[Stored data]
/---
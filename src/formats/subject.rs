//! Subject list formats.

use scraper::Html;
use url::Url;

use crate::formats::query::{attr, compile, element_text, is_parsable, link_of, text_of};
use crate::models::{SelectorSearchConfig, SubjectFormatConfig, SubjectIndexedConfig, SubjectStub};
use crate::utils::absolute_url;
use crate::utils::text::content_id;

/// Strategy for reading subject stubs off a search page.
#[derive(Debug, Clone, Copy, PartialEq, Eq)]
pub enum SubjectFormat {
    /// Container, name and URL selectors applied per container.
    Direct,
    /// One container, items read through attributes.
    Indexed,
}

impl SubjectFormat {
    /// Whether `config` supplies everything this format needs.
    pub fn is_valid_config(&self, config: &SelectorSearchConfig) -> bool {
        match self {
            Self::Direct => {
                let c = &config.subject_format_config;
                c.is_valid()
                    && is_parsable(&c.subject_selector)
                    && is_parsable(&c.name_selector)
                    && is_parsable(&c.url_selector)
            }
            Self::Indexed => {
                let c = &config.subject_indexed_config;
                c.is_valid() && is_parsable(&c.container_selector) && is_parsable(&c.item_selector)
            }
        }
    }

    /// Read subjects from `document`, resolving links against `base_url`.
    ///
    /// An invalid config yields an empty list. Elements missing a name or a
    /// link are skipped.
    pub fn select(
        &self,
        document: &Html,
        base_url: &Url,
        config: &SelectorSearchConfig,
    ) -> Vec<SubjectStub> {
        if !self.is_valid_config(config) {
            return Vec::new();
        }
        match self {
            Self::Direct => select_direct(document, base_url, &config.subject_format_config),
            Self::Indexed => select_indexed(document, base_url, &config.subject_indexed_config),
        }
    }
}

fn select_direct(document: &Html, base_url: &Url, config: &SubjectFormatConfig) -> Vec<SubjectStub> {
    let (Some(container_sel), Some(name_sel), Some(url_sel)) = (
        compile(&config.subject_selector),
        compile(&config.name_selector),
        compile(&config.url_selector),
    ) else {
        return Vec::new();
    };

    document
        .select(&container_sel)
        .enumerate()
        .filter_map(|(index, element)| {
            let name = text_of(&element, &name_sel)?;
            let partial_url = link_of(&element, &url_sel)?;
            let full_url = absolute_url(base_url, &partial_url)?;
            Some(SubjectStub {
                internal_id: content_id("", index, &name, &partial_url),
                name,
                full_url,
                partial_url,
            })
        })
        .collect()
}

fn select_indexed(document: &Html, base_url: &Url, config: &SubjectIndexedConfig) -> Vec<SubjectStub> {
    let (Some(container_sel), Some(item_sel)) = (
        compile(&config.container_selector),
        compile(&config.item_selector),
    ) else {
        return Vec::new();
    };

    let Some(container) = document.select(&container_sel).next() else {
        return Vec::new();
    };

    container
        .select(&item_sel)
        .enumerate()
        .filter_map(|(index, item)| {
            let name = attr(&item, &config.name_attr)
                .or_else(|| Some(element_text(&item)).filter(|t| !t.is_empty()))?;
            let partial_url = attr(&item, &config.url_attr)?;
            let full_url = absolute_url(base_url, &partial_url)?;
            Some(SubjectStub {
                internal_id: content_id("idx_", index, &name, &partial_url),
                name,
                full_url,
                partial_url,
            })
        })
        .collect()
}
\---
THE PROBLEM:
Please find each line in the records above that holds the word "list", and copy it.

TASK SOLUTION:
//! Subject list formats.
    /// An invalid config yields an empty list. Elements missing a name or a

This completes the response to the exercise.